I agree it would be useful to have bloods before increasing Pred dose but if like me, you've never had particularly high inflamatory markers then it really doesn't prove much.
I haven't any advice for you, I'll leave that to the experts. Just wanted to give you my sympathy and wish you all the best for getting things under control again x
Hi, sorry to hear you're in trouble! It's not easy is it? It sounds as if all those difficulties when you started to taper earlier on caused too much stress on you, so good that you went back up to 10 and felt stable again.
Now if you're ok you should be able to do a slow taper but the leg and hip pain are saying 'No'!
Do you think the pain is like the original Pmr pain, or could it be a problem (arthritis?) in the hip joint?
Have you got a rheumie? Or an osteopath or physio would be able to tell too.
I'm sure you've read here about some rheumies (Bristol?) keeping people on 10mg for a year so you could stay on it until you feel better. Certainly there's no point in reducing while you're feeling pains returning.
Have a chat with the Gp anyway and have the blood test and go from there.
I'm sure you'll get some more good advice on here.
In a flare situation, then symptoms are the real key, and may be corroborated by a blood test…but the blood test should not be the deciding factor. Unfortunately many doctors think it should be, but as we all know that bloods lag behind symptoms, and as already said aren’t always raised in some.
Would suggest, that once you get back on track…maybe try 0.5mg reductions from now on as well…and maybe use a slower tapering plan- belt and braces approach!
It may seem a longer way to do things, but if it stops flares then it’s worth it in the long run - various tapers available - see link -
Yes my GP agreed the inflammatory markers might not be raised but if they are then that does give some confirmation. He has also supported my slow tapering (I use one of the ones from here). But I think I will try the 1/2 mg drops as you suggest next time.
With that dollop of stress your GP needs to be looking at more than one thing. And realise that it isn't just a consideration of inflammation which may not show up in bloods for some time when you are already on pred.
You may need more pred to compensate for the blunted adrenal response - I do. I also had a flare after my second Moderna shot, was OK after the first - but only went back to 15mg from 13mg which I was trying out again after repeated failures before.
But my problem getting down from 15mg is the stress of being a sole carer which doesn't go away. I don't know how much you are involved in the care of your parents - but having a diagnosis of dementia and all that involves is a major stress and you have had an op as well.
Well I’m waiting for the blood results which may or may not be available tomorrow. In the meantime, I had the most dreadful night last night. As bad as before diagnosis although it improved once I was up and moving. I stuck with my current dose of 9mg today in advance of the bloods.
It’s now 6:30 pm and walking is really hard. I haven’t done much today except 8K steps but nothing strenuous - just life! But the current feeling in my upper legs and arms feeling really heavy combined with the pain last night really do confirm PMR to me.
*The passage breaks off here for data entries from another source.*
//! Unit tests for the shared blackboard.
//! When steps for negotiation BDD scenarios.

use super::world::{NegotiationWorld, run_async};
use concord::negotiation::domain::Resolver;
use eyre::WrapErr;
use rstest_bdd_macros::when;

#[when(r#"the respondent counters with "{position}""#)]
fn respondent_counters(
    world: &mut NegotiationWorld,
    position: String,
) -> Result<(), eyre::Report> {
    let id = world.session_id()?;
    let negotiations = world.context.negotiations();
    let outcome = run_async(negotiations.respond_to_negotiation(id, position));
    world.last_result = Some(outcome);
    Ok(())
}

#[when(r#"the negotiation is resolved as "{resolution}" by "{resolver}""#)]
fn negotiation_resolved(
    world: &mut NegotiationWorld,
    resolution: String,
    resolver: String,
) -> Result<(), eyre::Report> {
    let id = world.session_id()?;
    let resolved_by = Resolver::try_from(resolver).wrap_err("parse resolver")?;
    let negotiations = world.context.negotiations();
    let outcome = run_async(negotiations.resolve(id, resolution, resolved_by));
    world.last_result = Some(outcome);
    Ok(())
}

#[when(r#"the negotiation is escalated because "{reason}""#)]
fn negotiation_escalated(
    world: &mut NegotiationWorld,
    reason: String,
) -> Result<(), eyre::Report> {
    let id = world.session_id()?;
    world.last_result = Some(run_async(world.context.negotiations().escalate(id, reason)));
    Ok(())
}
//! Port contracts for negotiation persistence.

pub mod repository;

pub use repository::{
    NegotiationRepository, NegotiationRepositoryError, NegotiationRepositoryResult,
};
//! Port contracts for blackboard storage.

pub mod store;

pub use store::{BlackboardStore, BlackboardStoreError, BlackboardStoreResult};
//! Error types for blackboard entry construction.

use thiserror::Error;

/// Errors returned while constructing blackboard entries.
#[derive(Debug, Clone, Error, PartialEq, Eq)]
pub enum BlackboardDomainError {
    /// The key is empty after trimming.
    #[error("blackboard key must not be empty")]
    EmptyKey,
}
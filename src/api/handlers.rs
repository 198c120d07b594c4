//! API Handlers
//!
//! HTTP request handlers: each one turns a request into an [`Operation`],
//! submits it to the worker pool and maps the outcome onto a response.

use std::sync::Arc;

use axum::{
    extract::{
        rejection::{JsonRejection, QueryRejection},
        Query, State,
    },
    http::Uri,
    Json,
};
use tracing::debug;

use crate::cache::{Cache, StatsCollector};
use crate::dispatch::{Dispatcher, Operation, RequestOutcome, Status};
use crate::error::{ApiError, DispatchError};
use crate::models::{GetResponse, HealthResponse, KeyQuery, PutRequest, StatsResponse, SuccessResponse};

/// Application state shared across all handlers.
#[derive(Clone)]
pub struct AppState {
    /// Submission handle for the worker pool
    pub dispatcher: Dispatcher,
    /// Request counters, shared with the workers
    pub stats: Arc<StatsCollector>,
    /// The shared cache, read here only for reporting
    pub cache: Arc<Cache>,
}

impl AppState {
    pub fn new(dispatcher: Dispatcher, stats: Arc<StatsCollector>, cache: Arc<Cache>) -> Self {
        Self {
            dispatcher,
            stats,
            cache,
        }
    }

    async fn run(&self, op: Operation) -> Result<RequestOutcome, ApiError> {
        self.dispatcher.submit(op).await.map_err(|err| match err {
            DispatchError::Closed => ApiError::Unavailable(err.to_string()),
        })
    }
}

/// Raw query pairs, as extracted for reads and deletes.
type QueryPairs = Result<Query<Vec<(String, String)>>, QueryRejection>;

/// Resolves the requested key. A rejected query string yields an empty key
/// so the request is still dispatched and counted.
fn requested_key(query: QueryPairs) -> String {
    match query {
        Ok(Query(pairs)) => KeyQuery::from_pairs(pairs).key(),
        Err(rejection) => {
            debug!("Rejected query string: {}", rejection);
            String::new()
        }
    }
}

/// Maps a non-Ok outcome onto the matching API error.
fn check(outcome: RequestOutcome, key: &str, context: &str) -> Result<Option<String>, ApiError> {
    match outcome.status {
        Status::Ok => Ok(outcome.value),
        Status::ValidationError => Err(ApiError::InvalidRequest(context.to_string())),
        Status::NotFound => Err(ApiError::NotFound(key.to_string())),
        Status::BackendError => Err(ApiError::Backend(format!("{} for key '{}'", context, key))),
    }
}

/// Handler for POST /api/kv
///
/// Writes through to the store, then updates the cache.
pub async fn put_handler(
    State(state): State<AppState>,
    payload: Result<Json<PutRequest>, JsonRejection>,
) -> Result<Json<SuccessResponse>, ApiError> {
    // A malformed body is still dispatched so it is counted as a request
    let req = match payload {
        Ok(Json(req)) => req,
        Err(rejection) => {
            debug!("Rejected request body: {}", rejection);
            PutRequest::default()
        }
    };

    let key = req.key.clone();
    let context = if req.key.is_empty() || req.value.is_none() {
        "Invalid request body"
    } else {
        "Store write failed"
    };

    let outcome = state.run(req.into_operation()).await?;
    check(outcome, &key, context)?;

    Ok(Json(SuccessResponse::new()))
}

/// Handler for GET /api/kv?key=...
///
/// Serves from the cache, falling back to the store on a miss.
pub async fn get_handler(
    State(state): State<AppState>,
    query: QueryPairs,
) -> Result<Json<GetResponse>, ApiError> {
    let key = requested_key(query);
    let context = if key.is_empty() {
        "Missing key parameter"
    } else {
        "Store read failed"
    };

    let outcome = state.run(Operation::read(key.clone())).await?;
    let value = check(outcome, &key, context)?.unwrap_or_default();

    Ok(Json(GetResponse::new(key, value)))
}

/// Handler for DELETE /api/kv?key=...
pub async fn delete_handler(
    State(state): State<AppState>,
    query: QueryPairs,
) -> Result<Json<SuccessResponse>, ApiError> {
    let key = requested_key(query);
    let context = if key.is_empty() {
        "Missing key parameter"
    } else {
        "Store delete failed"
    };

    let outcome = state.run(Operation::delete(key.clone())).await?;
    check(outcome, &key, context)?;

    Ok(Json(SuccessResponse::new()))
}

/// Handler for GET /stats
pub async fn stats_handler(State(state): State<AppState>) -> Json<StatsResponse> {
    Json(StatsResponse::new(
        state.stats.snapshot(),
        state.cache.len(),
        state.cache.capacity(),
    ))
}

/// Handler for GET /health
pub async fn health_handler() -> Json<HealthResponse> {
    Json(HealthResponse::healthy())
}

/// Fallback for paths no route matches.
pub async fn fallback_handler(uri: Uri) -> ApiError {
    ApiError::UnknownRoute(uri.path().to_string())
}
//! Cache Module
//!
//! Provides the shared in-memory LRU cache and the request statistics.

mod entry;
mod lru;
mod shared;
mod stats;


// Re-export public types
pub use entry::Lookup;
pub(crate) use entry::CacheEntry;
pub(crate) use lru::LruCache;
pub use shared::Cache;
pub use stats::{StatsCollector, StatsSnapshot};
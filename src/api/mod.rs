//! API Module
//!
//! HTTP handlers and routing for the key-value server.
//!
//! # Endpoints
//! - `POST /api/kv` - Write a key-value pair (JSON body `{"key","value"}`)
//! - `GET /api/kv?key=K` - Read a value
//! - `DELETE /api/kv?key=K` - Delete a key
//! - `GET /stats` - Request and cache statistics
//! - `GET /health` - Health check endpoint

pub mod handlers;
pub mod routes;

pub use handlers::*;
pub use routes::create_router;
//! Response DTOs for the key-value API
//!
//! Defines the structure of outgoing HTTP response bodies.

use serde::Serialize;

use crate::cache::StatsSnapshot;

/// Response body for a successful read (GET /api/kv)
#[derive(Debug, Clone, Serialize)]
pub struct GetResponse {
    /// The requested key
    pub key: String,
    /// The stored value
    pub value: String,
}

impl GetResponse {
    /// Creates a new GetResponse
    pub fn new(key: impl Into<String>, value: impl Into<String>) -> Self {
        Self {
            key: key.into(),
            value: value.into(),
        }
    }
}

/// Response body for successful writes and deletes
#[derive(Debug, Clone, Serialize)]
pub struct SuccessResponse {
    pub status: &'static str,
}

impl SuccessResponse {
    pub fn new() -> Self {
        Self { status: "success" }
    }
}

impl Default for SuccessResponse {
    fn default() -> Self {
        Self::new()
    }
}

/// Response body for the stats endpoint (GET /stats)
#[derive(Debug, Clone, Serialize)]
pub struct StatsResponse {
    /// Operations dispatched since start
    pub total_requests: u64,
    /// Reads served from the cache
    pub cache_hits: u64,
    /// Reads that fell through to the store
    pub cache_misses: u64,
    /// cache_hits / total_requests
    pub hit_rate: f64,
    /// Entries currently cached
    pub cache_entries: usize,
    /// Configured cache capacity
    pub cache_capacity: usize,
}

impl StatsResponse {
    pub fn new(snapshot: StatsSnapshot, cache_entries: usize, cache_capacity: usize) -> Self {
        Self {
            total_requests: snapshot.total_requests,
            cache_hits: snapshot.cache_hits,
            cache_misses: snapshot.cache_misses,
            hit_rate: snapshot.hit_rate,
            cache_entries,
            cache_capacity,
        }
    }
}

/// Response body for the health endpoint (GET /health)
#[derive(Debug, Clone, Serialize)]
pub struct HealthResponse {
    /// Health status (e.g., "healthy")
    pub status: String,
    /// Current timestamp in ISO 8601 format
    pub timestamp: String,
}

impl HealthResponse {
    /// Creates a new HealthResponse with current timestamp
    pub fn healthy() -> Self {
        Self {
            status: "healthy".to_string(),
            timestamp: chrono::Utc::now().to_rfc3339(),
        }
    }
}

/// Error response body for all error conditions
#[derive(Debug, Clone, Serialize)]
pub struct ErrorResponse {
    /// Error message describing what went wrong
    pub error: String,
}

impl ErrorResponse {
    /// Creates a new ErrorResponse
    pub fn new(error: impl Into<String>) -> Self {
        Self {
            error: error.into(),
        }
    }
}
//! Stats Reporter Task
//!
//! Background task that periodically logs the request counters.

use std::sync::Arc;
use std::time::Duration;

use tokio::task::JoinHandle;
use tokio::time::MissedTickBehavior;
use tracing::info;

use crate::cache::StatsCollector;

/// Spawns a task that logs a stats snapshot every `interval_secs` seconds.
///
/// The first report is emitted after one full interval. The task runs until
/// aborted; the caller keeps the handle to stop it on shutdown.
pub fn spawn_stats_reporter(stats: Arc<StatsCollector>, interval_secs: u64) -> JoinHandle<()> {
    let period = Duration::from_secs(interval_secs.max(1));

    tokio::spawn(async move {
        info!("Stats reporter running every {} seconds", period.as_secs());

        let mut ticker = tokio::time::interval_at(tokio::time::Instant::now() + period, period);
        ticker.set_missed_tick_behavior(MissedTickBehavior::Delay);

        loop {
            ticker.tick().await;

            let snapshot = stats.snapshot();
            info!(
                total_requests = snapshot.total_requests,
                cache_hits = snapshot.cache_hits,
                cache_misses = snapshot.cache_misses,
                hit_rate = snapshot.hit_rate,
                "Server stats"
            );
        }
    })
}
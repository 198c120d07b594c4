//! Dispatch Module
//!
//! Cache-aside request dispatch: parsed operations go in, outcomes come out.
//!
//! # Components
//! - [`dispatch`]: the read/write/delete protocol over Cache, Store and stats
//! - [`WorkerPool`]: fixed set of worker threads, each owning a Store
//! - [`Dispatcher`]: cloneable handle feeding the pool's bounded queue

mod pool;
mod protocol;

pub use pool::{Dispatcher, WorkerPool};
pub use protocol::dispatch;

// == Operation ==
/// Kind of a parsed request.
#[derive(Debug, Clone, Copy, PartialEq, Eq)]
pub enum OpKind {
    Read,
    Write,
    Delete,
}

/// A parsed request handed to the dispatcher.
#[derive(Debug, Clone, PartialEq, Eq)]
pub struct Operation {
    pub kind: OpKind,
    pub key: String,
    /// Required for writes, ignored otherwise
    pub value: Option<String>,
}

impl Operation {
    pub fn read(key: impl Into<String>) -> Self {
        Self {
            kind: OpKind::Read,
            key: key.into(),
            value: None,
        }
    }

    pub fn write(key: impl Into<String>, value: impl Into<String>) -> Self {
        Self {
            kind: OpKind::Write,
            key: key.into(),
            value: Some(value.into()),
        }
    }

    pub fn delete(key: impl Into<String>) -> Self {
        Self {
            kind: OpKind::Delete,
            key: key.into(),
            value: None,
        }
    }
}

// == Request Outcome ==
/// Result status of a dispatched operation.
#[derive(Debug, Clone, Copy, PartialEq, Eq)]
pub enum Status {
    Ok,
    NotFound,
    ValidationError,
    BackendError,
}

impl Status {
    /// Conventional HTTP status code for this outcome.
    pub fn code(self) -> u16 {
        match self {
            Status::Ok => 200,
            Status::ValidationError => 400,
            Status::NotFound => 404,
            Status::BackendError => 500,
        }
    }
}

/// What the dispatcher hands back to the response-building layer.
#[derive(Debug, Clone, PartialEq, Eq)]
pub struct RequestOutcome {
    pub status: Status,
    pub value: Option<String>,
}

impl RequestOutcome {
    pub fn ok() -> Self {
        Self::with_status(Status::Ok)
    }

    pub fn found(value: String) -> Self {
        Self {
            status: Status::Ok,
            value: Some(value),
        }
    }

    pub fn not_found() -> Self {
        Self::with_status(Status::NotFound)
    }

    pub fn validation_error() -> Self {
        Self::with_status(Status::ValidationError)
    }

    pub fn backend_error() -> Self {
        Self::with_status(Status::BackendError)
    }

    fn with_status(status: Status) -> Self {
        Self {
            status,
            value: None,
        }
    }
}
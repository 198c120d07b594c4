//! Background Tasks Module
//!
//! Contains background tasks that run periodically during server operation.
//!
//! # Tasks
//! - Stats Reporter: Logs request and hit counters at a configured interval

mod stats_reporter;

pub use stats_reporter::spawn_stats_reporter;
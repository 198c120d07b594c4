//! Reconnect-once wrapper for connection-oriented stores.

use tracing::{info, warn};

use crate::backend::Store;
use crate::cache::Lookup;
use crate::error::StoreError;

/// Wraps a session factory and applies the reconnect rule:
///
/// - a connection-class error drops the session and makes exactly one
///   reconnect attempt, then the original error is returned
/// - if no session is open when an operation arrives, one reconnect is
///   attempted before running it
/// - the failed operation itself is never replayed
pub struct ReconnectingStore<S, F> {
    session: Option<S>,
    connect: F,
}

impl<S, F> ReconnectingStore<S, F>
where
    S: Store,
    F: FnMut() -> Result<S, StoreError> + Send,
{
    /// Opens the initial session. Fails if it cannot be established.
    pub fn connect(mut connect: F) -> Result<Self, StoreError> {
        let session = connect()?;
        Ok(Self {
            session: Some(session),
            connect,
        })
    }

    fn reconnect(&mut self) -> Result<(), StoreError> {
        self.session = None;
        let session = (self.connect)()?;
        self.session = Some(session);
        info!("Store connection re-established");
        Ok(())
    }

    fn run<T>(
        &mut self,
        op: impl FnOnce(&mut S) -> Result<T, StoreError>,
    ) -> Result<T, StoreError> {
        let mut reconnected = false;
        if self.session.is_none() {
            warn!("Store connection unavailable, attempting to reconnect");
            self.reconnect()?;
            reconnected = true;
        }

        let Some(session) = self.session.as_mut() else {
            return Err(StoreError::Connection("no open session".to_string()));
        };

        match op(session) {
            Err(err) if err.is_connection() => {
                self.session = None;
                if !reconnected {
                    warn!("Store connection lost ({}), attempting to reconnect", err);
                    if let Err(reconnect_err) = self.reconnect() {
                        warn!("Store reconnect failed: {}", reconnect_err);
                    }
                }
                Err(err)
            }
            result => result,
        }
    }
}

impl<S, F> Store for ReconnectingStore<S, F>
where
    S: Store,
    F: FnMut() -> Result<S, StoreError> + Send,
{
    fn get(&mut self, key: &str) -> Result<Lookup, StoreError> {
        self.run(|session| session.get(key))
    }

    fn put(&mut self, key: &str, value: &str) -> Result<(), StoreError> {
        self.run(|session| session.put(key, value))
    }

    fn delete(&mut self, key: &str) -> Result<(), StoreError> {
        self.run(|session| session.delete(key))
    }
}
So my question of you knowledgeable people is do I just up it to 10mg tomorrow and see how it goes? Or do I go higher? And how long do I give the increased dose?
I have an appointment with the GP (face to face!) next Thursday but I have to do something before then.
Think I might cut the steps - 8000 is quite a lot! How much you will need is hard to say though. 10mg would be a start but the most likely success would be with 15mg until it is looking good and then reduce to 12,5 fairly quickly and hope.
I thought you might say something about the steps! But it definitely wasn’t strenuous - just a lot of very gentle walking (OH wanted to go lots of shopping and he has a dodgy knee so can’t walk fast at all!)
It isn't just strenuous activity - and personally I found slow walking with my OH was far more tiring than walking at my normal pace - which also is no longer particularly speedy ...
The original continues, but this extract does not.